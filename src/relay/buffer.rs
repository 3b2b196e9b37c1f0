//! Per-Key Write Buffer
//!
//! A `KeyedBuffer` accumulates pending rows for one downstream target.
//! Producers append concurrently under a single mutex; a flush captures
//! the whole pending sequence atomically by swapping the vector out, so
//! no row appended after the drain begins is included and no row present
//! before it is lost or duplicated.
//!
//! The buffer publishes a flush epoch through an atomic counter. A
//! delayed-flush timer records the epoch when it is armed; if the epoch
//! has moved by the time the timer fires, a size-triggered flush already
//! won the cycle and the timer must not drain again.

use crate::relay::command::Row;
use parking_lot::Mutex;
use std::sync::atomic::{AtomicU64, Ordering};
use std::time::{Duration, Instant};

/// An immutable group of rows captured from one buffer at flush time.
///
/// `seq` increases monotonically per key and identifies the batch in
/// logs and the failure sink; it is not enforced downstream.
#[derive(Debug, Clone)]
pub struct Batch {
    key: String,
    seq: u64,
    rows: Vec<Row>,
}

impl Batch {
    pub fn key(&self) -> &str {
        &self.key
    }

    pub fn seq(&self) -> u64 {
        self.seq
    }

    pub fn rows(&self) -> &[Row] {
        &self.rows
    }

    pub fn len(&self) -> usize {
        self.rows.len()
    }

    pub fn is_empty(&self) -> bool {
        self.rows.is_empty()
    }

    /// Consume the batch, yielding its rows (failure-sink consumers).
    pub fn into_rows(self) -> Vec<Row> {
        self.rows
    }
}

/// Append rejection. The row is handed back so the caller can retry
/// against a fresh buffer after an eviction race.
#[derive(Debug)]
pub enum AppendError {
    /// Hard cap reached (backpressure); the caller must not grow the buffer.
    Full {
        row: Row,
        pending: usize,
        limit: usize,
    },
    /// The buffer was retired by idle eviction after the caller resolved
    /// it; the key must be re-resolved through the registry.
    Retired { row: Row },
}

impl std::fmt::Display for AppendError {
    fn fmt(&self, f: &mut std::fmt::Formatter<'_>) -> std::fmt::Result {
        match self {
            AppendError::Full { pending, limit, .. } => {
                write!(f, "buffer full: {} pending (limit {})", pending, limit)
            }
            AppendError::Retired { .. } => write!(f, "buffer retired"),
        }
    }
}

impl std::error::Error for AppendError {}

struct BufferInner {
    rows: Vec<Row>,
    last_flush: Instant,
    retired: bool,
}

/// Pending rows for one key, behind a single mutex.
///
/// Critical sections are O(1) for append and a pointer swap for drain;
/// no store call ever runs under this lock.
pub struct KeyedBuffer {
    key: String,
    max_pending: usize,
    inner: Mutex<BufferInner>,
    /// Completed (non-empty) flush count; doubles as the batch sequence.
    flushes: AtomicU64,
}

impl KeyedBuffer {
    pub fn new(key: String, max_pending: usize) -> Self {
        debug_assert!(max_pending > 0, "Precondition: max_pending must be positive");
        KeyedBuffer {
            key,
            max_pending,
            inner: Mutex::new(BufferInner {
                rows: Vec::new(),
                last_flush: Instant::now(),
                retired: false,
            }),
            flushes: AtomicU64::new(0),
        }
    }

    pub fn key(&self) -> &str {
        &self.key
    }

    /// Append a row to the tail of the pending sequence, returning the
    /// new pending count. Safe under concurrent calls; the flush trigger
    /// is evaluated by the caller on the returned count, outside this
    /// lock.
    pub fn append(&self, row: Row) -> Result<usize, AppendError> {
        let mut inner = self.inner.lock();
        if inner.retired {
            return Err(AppendError::Retired { row });
        }
        if inner.rows.len() >= self.max_pending {
            return Err(AppendError::Full {
                row,
                pending: inner.rows.len(),
                limit: self.max_pending,
            });
        }
        inner.rows.push(row);
        Ok(inner.rows.len())
    }

    /// Atomically capture the pending sequence as a `Batch` and reset the
    /// buffer to empty. An empty buffer yields an empty batch and leaves
    /// the flush epoch untouched (a no-op flush is not a flush).
    pub fn drain(&self) -> Batch {
        let mut inner = self.inner.lock();
        if inner.rows.is_empty() {
            return Batch {
                key: self.key.clone(),
                seq: self.flushes.load(Ordering::Acquire),
                rows: Vec::new(),
            };
        }
        let rows = std::mem::take(&mut inner.rows);
        inner.last_flush = Instant::now();
        let seq = self
            .flushes
            .fetch_add(1, Ordering::AcqRel)
            .checked_add(1)
            .expect("flush sequence overflow is unreachable");
        Batch {
            key: self.key.clone(),
            seq,
            rows,
        }
    }

    /// Current flush epoch. A timer armed at epoch `e` is superseded once
    /// this reads anything other than `e`.
    pub fn flush_epoch(&self) -> u64 {
        self.flushes.load(Ordering::Acquire)
    }

    pub fn pending(&self) -> usize {
        self.inner.lock().rows.len()
    }

    /// Retire this buffer if it is empty and has been idle past `ttl`.
    /// Retirement happens under the buffer lock, so an append racing with
    /// eviction observes it and re-resolves the key.
    pub fn retire_if_idle(&self, ttl: Duration) -> bool {
        let mut inner = self.inner.lock();
        if inner.rows.is_empty() && inner.last_flush.elapsed() >= ttl {
            inner.retired = true;
            true
        } else {
            false
        }
    }

    #[cfg(test)]
    pub(crate) fn is_retired(&self) -> bool {
        self.inner.lock().retired
    }
}
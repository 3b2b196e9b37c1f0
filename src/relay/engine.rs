//! Relay Engine
//!
//! Orchestrates the write path: submit → registry → buffer → trigger →
//! flush. This is the only place failure policy is decided.
//!
//! ## Architecture
//!
//! ```text
//! Producer 1 ──┐
//! Producer 2 ──┤──► submit ──► KeyedBuffer.append ──► FlushTrigger
//! Producer 3 ──┘                                          │
//!                          ┌───────────────┬──────────────┘
//!                          ▼               ▼
//!                    size flush       one-shot timer
//!                   (calling task)    (spawned task)
//!                          │               │
//!                          └──► flush gate ◄── at most one flush
//!                                   │          per key in flight
//!                                   ▼
//!                        drain ──► BatchWriter ──► store client
//! ```
//!
//! A flush never runs under the buffer's lock: the lock is released the
//! moment `drain` returns, so producer appends proceed while the store
//! call is in flight. The per-key flush gate serializes flushes, which
//! preserves row order across batch boundaries. A batch that exhausts
//! its retries is logged, handed to the failure sink, and dropped,
//! never re-inserted ahead of newer rows.

use crate::config::RelayConfig;
use crate::relay::buffer::{AppendError, Batch};
use crate::relay::command::{is_valid_target, Command};
use crate::relay::registry::BufferRegistry;
use crate::relay::stats::{RelayStats, RelayStatsSnapshot};
use crate::relay::trigger::{FlushDecision, FlushTrigger};
use crate::relay::writer::BatchWriter;
use crate::store::{StoreClient, StoreError};
use ahash::RandomState;
use parking_lot::Mutex;
use std::collections::HashMap;
use std::sync::Arc;
use tokio::sync::mpsc;
use tracing::{debug, error};

/// Submit rejection, visible to the ingestion collaborator.
#[derive(Debug)]
pub enum RelayError {
    /// Empty or malformed target; no buffer was created for it.
    InvalidTarget,
    /// Per-key hard cap reached (backpressure). The caller must slow
    /// down or reject upstream; the relay will not grow the buffer.
    BufferFull {
        key: String,
        pending: usize,
        limit: usize,
    },
}

impl std::fmt::Display for RelayError {
    fn fmt(&self, f: &mut std::fmt::Formatter<'_>) -> std::fmt::Result {
        match self {
            RelayError::InvalidTarget => write!(f, "invalid target"),
            RelayError::BufferFull {
                key,
                pending,
                limit,
            } => write!(
                f,
                "buffer full for {}: {} pending (limit {})",
                key, pending, limit
            ),
        }
    }
}

impl std::error::Error for RelayError {}

/// A batch dropped after exhausting its retries, surfaced to the
/// operator-visible failure sink.
#[derive(Debug)]
pub struct DroppedBatch {
    pub batch: Batch,
    pub error: StoreError,
}

struct EngineInner<C: StoreClient> {
    registry: BufferRegistry,
    trigger: FlushTrigger,
    writer: BatchWriter<C>,
    /// Per-key flush gates; tokio mutexes because the store call awaits
    /// while the gate is held.
    flush_gates: Mutex<HashMap<String, Arc<tokio::sync::Mutex<()>>, RandomState>>,
    failure_tx: Mutex<Option<mpsc::UnboundedSender<DroppedBatch>>>,
    stats: RelayStats,
}

/// The relay's top-level handle. Cheap to clone; all clones share the
/// same registry, gates, and counters.
pub struct RelayEngine<C: StoreClient> {
    inner: Arc<EngineInner<C>>,
}

impl<C: StoreClient> Clone for RelayEngine<C> {
    fn clone(&self) -> Self {
        RelayEngine {
            inner: Arc::clone(&self.inner),
        }
    }
}

impl<C: StoreClient> RelayEngine<C> {
    pub fn new(config: &RelayConfig, client: Arc<C>) -> Self {
        RelayEngine {
            inner: Arc::new(EngineInner {
                registry: BufferRegistry::new(config.max_buffered_per_key),
                trigger: FlushTrigger::new(config.flush_threshold, config.max_delay),
                writer: BatchWriter::new(client, config.retry.clone()),
                flush_gates: Mutex::new(HashMap::with_hasher(RandomState::new())),
                failure_tx: Mutex::new(None),
                stats: RelayStats::new(),
            }),
        }
    }

    /// Subscribe to dropped batches. Replaces any previous subscriber.
    pub fn failure_stream(&self) -> mpsc::UnboundedReceiver<DroppedBatch> {
        let (tx, rx) = mpsc::unbounded_channel();
        *self.inner.failure_tx.lock() = Some(tx);
        rx
    }

    /// Accept one command: route it to its key's buffer and run the
    /// flush trigger on the new pending count. A size-triggered flush
    /// executes on the calling task before this returns; a timer flush
    /// runs later on its own task.
    pub async fn submit(&self, cmd: Command) -> Result<(), RelayError> {
        if !is_valid_target(&cmd.target) {
            self.inner.stats.record_rejected_invalid();
            return Err(RelayError::InvalidTarget);
        }

        let Command { target, mut row } = cmd;
        let count = loop {
            let buf = self.inner.registry.get_or_create(&target);
            match buf.append(row) {
                Ok(count) => break count,
                Err(AppendError::Full {
                    pending, limit, ..
                }) => {
                    self.inner.stats.record_overflow_rejection();
                    return Err(RelayError::BufferFull {
                        key: target,
                        pending,
                        limit,
                    });
                }
                // Lost a race with idle eviction; re-resolve the key.
                Err(AppendError::Retired { row: returned }) => {
                    row = returned;
                }
            }
        };
        self.inner.stats.record_submitted();

        match self.inner.trigger.after_append(count) {
            FlushDecision::Flush => {
                self.inner.stats.record_size_flush();
                self.flush_key(&target).await;
            }
            FlushDecision::ArmTimer => self.arm_timer(&target),
            FlushDecision::None => {}
        }
        Ok(())
    }

    /// Drain and write one key's pending rows. Serialized per key by the
    /// flush gate; an empty drain (the other trigger won, or nothing
    /// pending) is a no-op.
    pub async fn flush_key(&self, key: &str) {
        let gate = self.flush_gate(key);
        let _guard = gate.lock().await;

        let Some(buf) = self.inner.registry.get(key) else {
            return;
        };
        let batch = buf.drain();
        if batch.is_empty() {
            return;
        }
        debug!("flushing {} rows for {} (seq {})", batch.len(), key, batch.seq());

        match self.inner.writer.write(&batch).await {
            Ok(()) => self.inner.stats.record_flushed(batch.len() as u64),
            Err(e) => self.report_failure(batch, e),
        }
    }

    /// Drain and write every key once (shutdown path).
    pub async fn flush_all(&self) {
        for key in self.inner.registry.keys() {
            self.flush_key(&key).await;
        }
    }

    /// Retire and drop buffers idle past `ttl`; their flush gates go
    /// with them. Returns the number evicted.
    pub fn evict_idle(&self, ttl: std::time::Duration) -> usize {
        let evicted = self.inner.registry.evict_idle(ttl);
        if evicted > 0 {
            let mut gates = self.inner.flush_gates.lock();
            gates.retain(|key, _| self.inner.registry.get(key).is_some());
            debug!("evicted {} idle buffers", evicted);
        }
        evicted
    }

    pub fn stats(&self) -> RelayStatsSnapshot {
        self.inner.stats.snapshot()
    }

    /// Number of keys currently registered.
    pub fn key_count(&self) -> usize {
        self.inner.registry.len()
    }

    /// Arm the one-shot delay timer for a fresh accumulation cycle. The
    /// timer captures the buffer's flush epoch; if a size flush moves
    /// the epoch before the timer fires, the timer is superseded and
    /// does not drain.
    fn arm_timer(&self, key: &str) {
        let Some(buf) = self.inner.registry.get(key) else {
            return;
        };
        let armed_epoch = buf.flush_epoch();
        let engine = self.clone();
        let key = key.to_string();
        let delay = self.inner.trigger.max_delay();
        tokio::spawn(async move {
            tokio::time::sleep(delay).await;
            engine.timer_fire(&key, armed_epoch).await;
        });
    }

    async fn timer_fire(&self, key: &str, armed_epoch: u64) {
        let Some(buf) = self.inner.registry.get(key) else {
            return;
        };
        if buf.flush_epoch() != armed_epoch {
            self.inner.stats.record_timer_superseded();
            return;
        }
        self.inner.stats.record_timer_flush();
        self.flush_key(key).await;
    }

    fn flush_gate(&self, key: &str) -> Arc<tokio::sync::Mutex<()>> {
        let mut gates = self.inner.flush_gates.lock();
        gates
            .entry(key.to_string())
            .or_insert_with(|| Arc::new(tokio::sync::Mutex::new(())))
            .clone()
    }

    fn report_failure(&self, batch: Batch, err: StoreError) {
        self.inner.stats.record_dropped(batch.len() as u64);
        error!(
            "dropping batch for {} (seq {}, {} rows) after exhausted retries: {}",
            batch.key(),
            batch.seq(),
            batch.len(),
            err
        );
        let tx = self.inner.failure_tx.lock();
        if let Some(tx) = tx.as_ref() {
            let _ = tx.send(DroppedBatch { batch, error: err });
        }
    }
}

#[cfg(test)]
mod tests {
    use super::*;
    use crate::relay::command::Row;
    use crate::store::InMemoryStore;
    use std::time::Duration;

    fn config(threshold: usize, max_delay_ms: u64) -> RelayConfig {
        RelayConfig {
            flush_threshold: threshold,
            max_delay: Duration::from_millis(max_delay_ms),
            max_buffered_per_key: 1000,
            ..RelayConfig::test()
        }
    }

    fn cmd(target: &str, n: u32) -> Command {
        Command::new(target, Row::from_fields([n.to_string()]))
    }

    #[tokio::test]
    async fn test_invalid_target_creates_no_buffer() {
        let store = Arc::new(InMemoryStore::new());
        let engine = RelayEngine::new(&config(10, 10_000), store.clone());

        let result = engine.submit(cmd("", 1)).await;
        assert!(matches!(result, Err(RelayError::InvalidTarget)));
        let result = engine.submit(cmd("two words", 1)).await;
        assert!(matches!(result, Err(RelayError::InvalidTarget)));

        assert_eq!(engine.key_count(), 0);
        assert_eq!(engine.stats().rejected_invalid, 2);
    }

    #[tokio::test]
    async fn test_size_flush_on_submitting_task() {
        let store = Arc::new(InMemoryStore::new());
        let engine = RelayEngine::new(&config(3, 10_000), store.clone());

        engine.submit(cmd("events", 1)).await.unwrap();
        engine.submit(cmd("events", 2)).await.unwrap();
        assert!(store.is_empty());

        engine.submit(cmd("events", 3)).await.unwrap();
        let batches = store.batches_for("events");
        assert_eq!(batches.len(), 1);
        assert_eq!(batches[0].len(), 3);
        assert_eq!(engine.stats().size_flushes, 1);
    }

    #[tokio::test]
    async fn test_flush_all_drains_every_key() {
        let store = Arc::new(InMemoryStore::new());
        let engine = RelayEngine::new(&config(100, 10_000), store.clone());

        engine.submit(cmd("a", 1)).await.unwrap();
        engine.submit(cmd("b", 2)).await.unwrap();
        engine.submit(cmd("b", 3)).await.unwrap();
        assert!(store.is_empty());

        engine.flush_all().await;
        assert_eq!(store.rows_for("a").len(), 1);
        assert_eq!(store.rows_for("b").len(), 2);
    }

    #[tokio::test]
    async fn test_concurrent_flush_key_single_batch() {
        let store = Arc::new(InMemoryStore::new());
        let engine = RelayEngine::new(&config(100, 10_000), store.clone());

        for i in 0..10 {
            engine.submit(cmd("events", i)).await.unwrap();
        }

        // Both triggers racing resolve to one non-empty drain.
        let e1 = engine.clone();
        let e2 = engine.clone();
        let (r1, r2) = tokio::join!(
            tokio::spawn(async move { e1.flush_key("events").await }),
            tokio::spawn(async move { e2.flush_key("events").await }),
        );
        r1.unwrap();
        r2.unwrap();

        let batches = store.batches_for("events");
        assert_eq!(batches.len(), 1);
        assert_eq!(batches[0].len(), 10);
    }

    #[tokio::test]
    async fn test_eviction_race_reresolves() {
        let store = Arc::new(InMemoryStore::new());
        let engine = RelayEngine::new(&config(100, 10_000), store.clone());

        engine.submit(cmd("events", 1)).await.unwrap();
        engine.flush_all().await;
        assert_eq!(engine.evict_idle(Duration::ZERO), 1);
        assert_eq!(engine.key_count(), 0);

        // The key is usable again immediately.
        engine.submit(cmd("events", 2)).await.unwrap();
        assert_eq!(engine.key_count(), 1);
        engine.flush_all().await;
        assert_eq!(store.rows_for("events").len(), 2);
    }
}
==========
Begin with the top line of the material and go as far as the line with "a flush captures". Set down those lines exactly, both ends included, and nothing more.

> _The completed task_:
filename src/relay/buffer.rs
repository 3b2b196e9b37c1f0
//! Per-Key Write Buffer
//!
//! A `KeyedBuffer` accumulates pending rows for one downstream target.
//! Producers append concurrently under a single mutex; a flush captures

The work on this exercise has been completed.